**Work instruction:** Lines holding the word "HistorySnapshot" are the ones to copy from the data below.

[Saved entries]
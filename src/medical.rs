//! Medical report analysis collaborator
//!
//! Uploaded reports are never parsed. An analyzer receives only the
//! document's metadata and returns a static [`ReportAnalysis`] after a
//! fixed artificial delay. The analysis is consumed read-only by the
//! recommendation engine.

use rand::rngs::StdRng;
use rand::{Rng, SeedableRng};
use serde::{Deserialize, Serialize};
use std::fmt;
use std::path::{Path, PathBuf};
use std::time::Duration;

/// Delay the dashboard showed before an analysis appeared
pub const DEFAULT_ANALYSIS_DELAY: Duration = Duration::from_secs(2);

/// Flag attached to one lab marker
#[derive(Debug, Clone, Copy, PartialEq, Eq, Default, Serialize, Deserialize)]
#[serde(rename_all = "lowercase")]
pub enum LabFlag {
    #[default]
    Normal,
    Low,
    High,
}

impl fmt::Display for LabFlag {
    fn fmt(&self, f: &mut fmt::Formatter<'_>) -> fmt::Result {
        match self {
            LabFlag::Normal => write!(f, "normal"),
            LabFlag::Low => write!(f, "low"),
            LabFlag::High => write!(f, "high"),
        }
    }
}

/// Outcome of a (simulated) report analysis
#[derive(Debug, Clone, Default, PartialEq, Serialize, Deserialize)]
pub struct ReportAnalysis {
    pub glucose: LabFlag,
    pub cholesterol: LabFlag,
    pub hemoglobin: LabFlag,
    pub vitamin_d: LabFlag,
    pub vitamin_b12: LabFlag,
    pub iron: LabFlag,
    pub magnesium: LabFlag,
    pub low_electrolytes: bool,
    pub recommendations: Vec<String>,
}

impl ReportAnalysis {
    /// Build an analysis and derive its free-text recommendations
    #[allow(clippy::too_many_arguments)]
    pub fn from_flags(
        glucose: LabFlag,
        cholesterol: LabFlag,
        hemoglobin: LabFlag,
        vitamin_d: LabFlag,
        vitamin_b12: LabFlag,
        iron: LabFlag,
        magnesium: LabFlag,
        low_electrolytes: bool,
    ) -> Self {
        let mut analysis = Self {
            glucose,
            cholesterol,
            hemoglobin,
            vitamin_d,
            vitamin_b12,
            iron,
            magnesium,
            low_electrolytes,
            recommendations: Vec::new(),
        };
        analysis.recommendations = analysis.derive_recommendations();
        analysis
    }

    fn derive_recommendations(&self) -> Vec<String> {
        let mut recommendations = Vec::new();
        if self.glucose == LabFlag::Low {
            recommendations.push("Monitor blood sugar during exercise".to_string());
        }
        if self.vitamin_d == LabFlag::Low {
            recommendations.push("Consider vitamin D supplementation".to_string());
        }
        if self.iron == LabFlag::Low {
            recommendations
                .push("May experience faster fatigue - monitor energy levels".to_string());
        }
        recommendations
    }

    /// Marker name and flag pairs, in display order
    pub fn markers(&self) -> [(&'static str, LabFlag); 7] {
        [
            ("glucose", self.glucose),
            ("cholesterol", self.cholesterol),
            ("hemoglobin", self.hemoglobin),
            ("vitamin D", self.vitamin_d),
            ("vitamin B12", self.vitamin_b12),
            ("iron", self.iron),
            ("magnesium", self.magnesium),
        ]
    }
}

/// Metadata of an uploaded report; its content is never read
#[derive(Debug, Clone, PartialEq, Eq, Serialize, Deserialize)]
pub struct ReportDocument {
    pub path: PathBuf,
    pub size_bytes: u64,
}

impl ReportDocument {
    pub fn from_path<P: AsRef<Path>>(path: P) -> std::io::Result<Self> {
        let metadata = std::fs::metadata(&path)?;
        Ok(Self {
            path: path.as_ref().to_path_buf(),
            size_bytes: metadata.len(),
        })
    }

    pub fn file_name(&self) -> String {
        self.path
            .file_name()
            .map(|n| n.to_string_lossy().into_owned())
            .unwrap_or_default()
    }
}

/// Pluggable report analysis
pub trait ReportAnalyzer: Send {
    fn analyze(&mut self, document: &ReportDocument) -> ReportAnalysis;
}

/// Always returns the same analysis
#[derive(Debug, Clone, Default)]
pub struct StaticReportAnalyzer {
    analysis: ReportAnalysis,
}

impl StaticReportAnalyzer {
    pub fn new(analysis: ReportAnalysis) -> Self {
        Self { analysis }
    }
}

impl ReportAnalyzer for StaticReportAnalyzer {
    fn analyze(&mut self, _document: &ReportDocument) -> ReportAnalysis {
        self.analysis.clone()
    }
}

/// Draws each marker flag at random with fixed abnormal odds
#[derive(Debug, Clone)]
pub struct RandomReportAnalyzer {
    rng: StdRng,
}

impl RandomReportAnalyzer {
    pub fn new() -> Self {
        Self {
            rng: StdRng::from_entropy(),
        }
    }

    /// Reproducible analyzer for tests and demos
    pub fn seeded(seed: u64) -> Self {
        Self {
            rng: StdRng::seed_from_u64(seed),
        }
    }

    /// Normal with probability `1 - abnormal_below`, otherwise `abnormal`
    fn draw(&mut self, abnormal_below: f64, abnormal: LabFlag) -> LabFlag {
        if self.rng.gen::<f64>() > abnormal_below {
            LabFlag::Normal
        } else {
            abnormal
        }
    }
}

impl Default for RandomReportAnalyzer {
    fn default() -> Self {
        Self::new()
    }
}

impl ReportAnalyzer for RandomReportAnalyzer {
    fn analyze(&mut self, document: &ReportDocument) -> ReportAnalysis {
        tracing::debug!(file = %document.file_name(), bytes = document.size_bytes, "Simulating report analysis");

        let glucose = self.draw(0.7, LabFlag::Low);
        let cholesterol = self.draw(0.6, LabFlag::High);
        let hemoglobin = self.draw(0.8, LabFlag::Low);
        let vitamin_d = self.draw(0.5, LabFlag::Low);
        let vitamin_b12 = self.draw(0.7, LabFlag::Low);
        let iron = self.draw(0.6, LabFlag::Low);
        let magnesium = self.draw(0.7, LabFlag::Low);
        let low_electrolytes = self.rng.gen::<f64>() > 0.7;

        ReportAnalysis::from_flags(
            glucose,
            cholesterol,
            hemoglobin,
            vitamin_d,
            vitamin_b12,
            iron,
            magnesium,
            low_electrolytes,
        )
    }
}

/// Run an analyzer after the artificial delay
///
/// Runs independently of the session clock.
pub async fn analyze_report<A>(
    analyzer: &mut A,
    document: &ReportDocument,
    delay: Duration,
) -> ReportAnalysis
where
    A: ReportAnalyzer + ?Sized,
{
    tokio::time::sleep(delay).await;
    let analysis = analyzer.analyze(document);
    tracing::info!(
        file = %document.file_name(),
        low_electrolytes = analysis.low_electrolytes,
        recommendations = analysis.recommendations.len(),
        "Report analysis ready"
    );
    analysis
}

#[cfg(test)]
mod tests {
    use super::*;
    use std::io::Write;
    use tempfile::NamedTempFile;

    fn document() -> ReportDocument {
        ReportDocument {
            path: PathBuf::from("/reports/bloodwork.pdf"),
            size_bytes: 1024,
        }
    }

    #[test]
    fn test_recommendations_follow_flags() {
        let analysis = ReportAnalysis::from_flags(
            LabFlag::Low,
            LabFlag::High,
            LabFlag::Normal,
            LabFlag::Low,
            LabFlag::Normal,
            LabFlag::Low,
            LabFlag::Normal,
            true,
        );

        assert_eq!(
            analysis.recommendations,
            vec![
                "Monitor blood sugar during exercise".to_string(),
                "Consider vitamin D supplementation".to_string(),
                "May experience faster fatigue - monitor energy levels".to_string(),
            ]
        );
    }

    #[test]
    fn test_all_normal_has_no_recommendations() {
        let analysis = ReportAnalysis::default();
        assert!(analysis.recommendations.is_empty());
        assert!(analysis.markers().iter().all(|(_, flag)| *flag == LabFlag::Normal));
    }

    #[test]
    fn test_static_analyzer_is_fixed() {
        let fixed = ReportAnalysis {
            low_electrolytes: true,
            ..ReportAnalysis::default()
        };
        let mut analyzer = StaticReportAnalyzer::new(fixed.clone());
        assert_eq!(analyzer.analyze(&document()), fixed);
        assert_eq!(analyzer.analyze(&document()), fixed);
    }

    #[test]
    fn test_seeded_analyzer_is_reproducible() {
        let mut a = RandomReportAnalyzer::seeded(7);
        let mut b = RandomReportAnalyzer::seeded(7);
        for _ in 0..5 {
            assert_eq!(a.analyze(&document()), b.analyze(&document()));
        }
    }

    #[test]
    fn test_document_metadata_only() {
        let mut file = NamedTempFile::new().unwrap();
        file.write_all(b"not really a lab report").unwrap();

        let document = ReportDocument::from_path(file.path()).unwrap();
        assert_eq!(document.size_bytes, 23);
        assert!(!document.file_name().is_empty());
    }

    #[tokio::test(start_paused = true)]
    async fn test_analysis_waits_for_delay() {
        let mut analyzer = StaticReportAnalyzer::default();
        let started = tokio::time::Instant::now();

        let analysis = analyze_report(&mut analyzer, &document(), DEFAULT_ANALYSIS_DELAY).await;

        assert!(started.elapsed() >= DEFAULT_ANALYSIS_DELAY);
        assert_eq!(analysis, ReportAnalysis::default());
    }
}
--
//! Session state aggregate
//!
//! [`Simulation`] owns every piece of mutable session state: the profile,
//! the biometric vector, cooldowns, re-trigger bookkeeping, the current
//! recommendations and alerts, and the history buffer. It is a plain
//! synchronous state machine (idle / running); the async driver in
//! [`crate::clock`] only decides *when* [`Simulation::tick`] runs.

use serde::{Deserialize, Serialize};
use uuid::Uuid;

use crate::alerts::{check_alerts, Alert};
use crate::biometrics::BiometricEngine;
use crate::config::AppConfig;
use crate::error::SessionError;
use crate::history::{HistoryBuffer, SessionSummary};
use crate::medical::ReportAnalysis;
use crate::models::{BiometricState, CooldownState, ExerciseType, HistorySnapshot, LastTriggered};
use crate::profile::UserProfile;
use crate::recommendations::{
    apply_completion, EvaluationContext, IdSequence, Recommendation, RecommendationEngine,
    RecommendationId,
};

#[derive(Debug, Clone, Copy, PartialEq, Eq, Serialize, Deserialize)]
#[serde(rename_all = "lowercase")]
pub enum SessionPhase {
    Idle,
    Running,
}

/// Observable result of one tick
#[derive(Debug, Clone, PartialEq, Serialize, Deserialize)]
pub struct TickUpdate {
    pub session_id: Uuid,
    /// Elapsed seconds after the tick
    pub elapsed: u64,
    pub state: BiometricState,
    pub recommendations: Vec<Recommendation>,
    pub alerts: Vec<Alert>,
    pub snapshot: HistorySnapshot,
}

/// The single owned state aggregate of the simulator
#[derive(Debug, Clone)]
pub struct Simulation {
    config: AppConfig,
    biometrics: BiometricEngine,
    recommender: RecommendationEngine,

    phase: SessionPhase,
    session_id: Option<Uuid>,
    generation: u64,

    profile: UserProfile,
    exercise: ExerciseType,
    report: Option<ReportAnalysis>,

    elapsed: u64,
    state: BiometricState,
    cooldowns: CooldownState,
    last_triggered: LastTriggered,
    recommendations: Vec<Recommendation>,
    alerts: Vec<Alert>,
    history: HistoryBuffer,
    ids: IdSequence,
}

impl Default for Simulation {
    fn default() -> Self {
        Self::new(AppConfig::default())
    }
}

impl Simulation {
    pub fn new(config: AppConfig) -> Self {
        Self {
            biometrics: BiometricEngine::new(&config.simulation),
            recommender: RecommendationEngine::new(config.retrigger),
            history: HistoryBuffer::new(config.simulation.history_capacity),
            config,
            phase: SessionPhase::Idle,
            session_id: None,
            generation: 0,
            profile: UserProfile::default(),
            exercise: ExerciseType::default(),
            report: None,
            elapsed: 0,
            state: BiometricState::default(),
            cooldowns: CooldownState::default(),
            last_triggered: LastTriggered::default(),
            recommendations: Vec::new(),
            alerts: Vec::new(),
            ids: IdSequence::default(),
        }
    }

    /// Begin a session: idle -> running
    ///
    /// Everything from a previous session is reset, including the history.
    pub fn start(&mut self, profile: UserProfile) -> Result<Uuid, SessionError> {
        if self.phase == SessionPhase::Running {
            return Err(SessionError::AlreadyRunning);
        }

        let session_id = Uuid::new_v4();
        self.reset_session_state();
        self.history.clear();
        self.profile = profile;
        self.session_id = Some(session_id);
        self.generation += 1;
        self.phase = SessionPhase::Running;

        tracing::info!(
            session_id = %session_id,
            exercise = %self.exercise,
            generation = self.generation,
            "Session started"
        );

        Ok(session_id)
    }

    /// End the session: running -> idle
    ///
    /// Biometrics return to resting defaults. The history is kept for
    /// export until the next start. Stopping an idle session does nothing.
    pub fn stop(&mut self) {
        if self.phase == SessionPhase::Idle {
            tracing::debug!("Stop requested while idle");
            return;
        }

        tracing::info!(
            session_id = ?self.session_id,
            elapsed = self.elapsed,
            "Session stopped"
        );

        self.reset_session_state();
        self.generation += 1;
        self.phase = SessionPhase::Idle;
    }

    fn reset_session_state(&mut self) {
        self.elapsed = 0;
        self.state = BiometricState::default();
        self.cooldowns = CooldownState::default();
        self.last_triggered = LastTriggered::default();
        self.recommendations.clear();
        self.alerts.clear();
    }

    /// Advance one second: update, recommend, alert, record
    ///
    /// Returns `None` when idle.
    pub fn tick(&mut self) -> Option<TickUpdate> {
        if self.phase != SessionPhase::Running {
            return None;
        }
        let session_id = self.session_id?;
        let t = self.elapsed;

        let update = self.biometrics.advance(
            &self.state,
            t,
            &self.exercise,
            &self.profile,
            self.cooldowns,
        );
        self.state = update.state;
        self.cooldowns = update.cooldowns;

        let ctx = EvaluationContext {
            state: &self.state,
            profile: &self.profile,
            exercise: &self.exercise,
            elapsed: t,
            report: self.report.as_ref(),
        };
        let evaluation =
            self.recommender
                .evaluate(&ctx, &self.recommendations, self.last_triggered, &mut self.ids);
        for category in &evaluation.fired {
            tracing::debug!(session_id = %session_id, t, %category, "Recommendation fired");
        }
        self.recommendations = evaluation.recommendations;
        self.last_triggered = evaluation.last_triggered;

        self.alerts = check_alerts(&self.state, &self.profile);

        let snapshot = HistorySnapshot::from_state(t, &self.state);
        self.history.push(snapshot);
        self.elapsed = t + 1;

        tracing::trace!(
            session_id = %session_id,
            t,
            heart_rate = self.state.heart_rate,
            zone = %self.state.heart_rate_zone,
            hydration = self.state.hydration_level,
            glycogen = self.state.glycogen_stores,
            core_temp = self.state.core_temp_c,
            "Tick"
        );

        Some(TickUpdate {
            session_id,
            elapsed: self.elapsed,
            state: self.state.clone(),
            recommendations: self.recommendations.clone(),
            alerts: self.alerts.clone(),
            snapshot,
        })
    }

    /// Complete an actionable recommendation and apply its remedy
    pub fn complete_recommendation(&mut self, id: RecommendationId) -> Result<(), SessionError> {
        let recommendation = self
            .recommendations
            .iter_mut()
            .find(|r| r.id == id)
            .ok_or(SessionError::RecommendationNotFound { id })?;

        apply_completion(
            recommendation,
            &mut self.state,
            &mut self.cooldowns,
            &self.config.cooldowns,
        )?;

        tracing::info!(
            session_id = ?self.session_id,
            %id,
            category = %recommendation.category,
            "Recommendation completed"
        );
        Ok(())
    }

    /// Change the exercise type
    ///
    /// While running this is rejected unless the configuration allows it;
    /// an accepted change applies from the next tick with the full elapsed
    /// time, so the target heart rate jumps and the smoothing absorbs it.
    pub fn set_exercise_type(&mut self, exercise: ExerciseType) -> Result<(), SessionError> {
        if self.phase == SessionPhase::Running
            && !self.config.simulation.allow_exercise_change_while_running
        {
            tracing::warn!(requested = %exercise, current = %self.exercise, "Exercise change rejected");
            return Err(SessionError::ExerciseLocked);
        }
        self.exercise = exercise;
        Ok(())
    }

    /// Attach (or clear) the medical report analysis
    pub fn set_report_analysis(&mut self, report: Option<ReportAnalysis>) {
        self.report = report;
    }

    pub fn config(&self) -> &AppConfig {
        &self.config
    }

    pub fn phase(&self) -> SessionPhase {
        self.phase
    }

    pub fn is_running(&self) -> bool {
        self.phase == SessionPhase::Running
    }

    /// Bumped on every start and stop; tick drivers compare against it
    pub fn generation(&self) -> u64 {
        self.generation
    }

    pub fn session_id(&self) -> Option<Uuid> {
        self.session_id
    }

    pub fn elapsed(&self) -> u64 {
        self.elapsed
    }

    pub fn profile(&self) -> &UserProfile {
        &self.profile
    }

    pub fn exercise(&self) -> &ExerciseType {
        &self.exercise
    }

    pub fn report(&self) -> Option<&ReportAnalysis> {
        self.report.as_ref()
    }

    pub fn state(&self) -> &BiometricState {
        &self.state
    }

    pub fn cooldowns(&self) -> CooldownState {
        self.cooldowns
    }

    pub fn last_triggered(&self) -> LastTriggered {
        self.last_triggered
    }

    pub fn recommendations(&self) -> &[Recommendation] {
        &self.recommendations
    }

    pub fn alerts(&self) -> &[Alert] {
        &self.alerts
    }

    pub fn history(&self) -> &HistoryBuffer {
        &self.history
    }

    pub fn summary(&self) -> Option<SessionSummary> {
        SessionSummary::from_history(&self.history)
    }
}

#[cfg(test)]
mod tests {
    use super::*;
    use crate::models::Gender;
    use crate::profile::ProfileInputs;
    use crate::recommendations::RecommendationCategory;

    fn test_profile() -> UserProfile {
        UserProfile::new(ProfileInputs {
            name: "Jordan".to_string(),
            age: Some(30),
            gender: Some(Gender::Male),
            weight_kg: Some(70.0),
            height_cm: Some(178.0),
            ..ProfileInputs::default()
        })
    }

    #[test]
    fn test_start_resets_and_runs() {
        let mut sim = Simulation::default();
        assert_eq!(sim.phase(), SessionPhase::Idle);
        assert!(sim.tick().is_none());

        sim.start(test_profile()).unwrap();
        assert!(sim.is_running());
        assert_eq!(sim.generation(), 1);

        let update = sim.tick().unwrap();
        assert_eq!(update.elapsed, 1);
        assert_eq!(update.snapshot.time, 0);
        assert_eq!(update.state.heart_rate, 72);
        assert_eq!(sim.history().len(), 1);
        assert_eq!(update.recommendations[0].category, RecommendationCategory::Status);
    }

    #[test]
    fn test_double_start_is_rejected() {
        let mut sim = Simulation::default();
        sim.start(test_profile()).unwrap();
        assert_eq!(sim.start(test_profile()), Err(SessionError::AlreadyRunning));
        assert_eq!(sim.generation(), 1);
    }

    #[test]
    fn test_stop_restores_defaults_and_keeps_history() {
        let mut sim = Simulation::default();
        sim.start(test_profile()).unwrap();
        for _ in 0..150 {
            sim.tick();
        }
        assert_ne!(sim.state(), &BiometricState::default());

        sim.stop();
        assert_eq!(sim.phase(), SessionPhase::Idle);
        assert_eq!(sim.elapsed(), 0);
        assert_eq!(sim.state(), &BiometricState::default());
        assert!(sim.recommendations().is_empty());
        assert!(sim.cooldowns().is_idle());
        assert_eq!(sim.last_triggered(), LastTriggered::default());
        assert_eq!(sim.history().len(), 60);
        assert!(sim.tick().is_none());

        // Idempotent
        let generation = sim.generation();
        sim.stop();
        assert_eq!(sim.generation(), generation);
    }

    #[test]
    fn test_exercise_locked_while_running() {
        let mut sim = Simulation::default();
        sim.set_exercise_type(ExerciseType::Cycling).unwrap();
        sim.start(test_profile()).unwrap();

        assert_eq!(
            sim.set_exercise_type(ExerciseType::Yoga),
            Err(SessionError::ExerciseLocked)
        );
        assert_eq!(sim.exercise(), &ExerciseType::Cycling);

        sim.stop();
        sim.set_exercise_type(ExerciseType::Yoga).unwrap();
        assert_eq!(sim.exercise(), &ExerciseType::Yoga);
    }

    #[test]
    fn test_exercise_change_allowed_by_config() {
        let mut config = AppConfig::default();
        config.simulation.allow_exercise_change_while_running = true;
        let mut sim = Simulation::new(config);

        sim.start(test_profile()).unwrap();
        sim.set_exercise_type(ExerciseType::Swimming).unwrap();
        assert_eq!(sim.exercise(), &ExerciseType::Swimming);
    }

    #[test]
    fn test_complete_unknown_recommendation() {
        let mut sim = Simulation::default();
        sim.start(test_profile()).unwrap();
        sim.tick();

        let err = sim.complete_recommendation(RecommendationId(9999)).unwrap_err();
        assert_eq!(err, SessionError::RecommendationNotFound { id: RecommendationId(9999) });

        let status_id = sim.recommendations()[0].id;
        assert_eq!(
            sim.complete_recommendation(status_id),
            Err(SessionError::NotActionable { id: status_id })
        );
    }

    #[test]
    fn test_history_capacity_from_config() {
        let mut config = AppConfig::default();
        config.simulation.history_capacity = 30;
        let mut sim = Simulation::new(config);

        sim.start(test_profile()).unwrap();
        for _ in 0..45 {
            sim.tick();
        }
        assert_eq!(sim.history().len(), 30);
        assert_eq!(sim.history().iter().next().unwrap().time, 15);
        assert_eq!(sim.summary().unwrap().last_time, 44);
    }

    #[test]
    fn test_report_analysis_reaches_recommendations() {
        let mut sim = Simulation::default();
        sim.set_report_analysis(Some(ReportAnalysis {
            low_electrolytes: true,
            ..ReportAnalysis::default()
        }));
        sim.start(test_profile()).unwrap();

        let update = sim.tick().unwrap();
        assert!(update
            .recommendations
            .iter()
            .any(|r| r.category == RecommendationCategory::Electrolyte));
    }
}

**Output:**
use crate::models::{BiometricState, CooldownState, ExerciseType, HistorySnapshot, LastTriggered};
    pub snapshot: HistorySnapshot,
        let snapshot = HistorySnapshot::from_state(t, &self.state);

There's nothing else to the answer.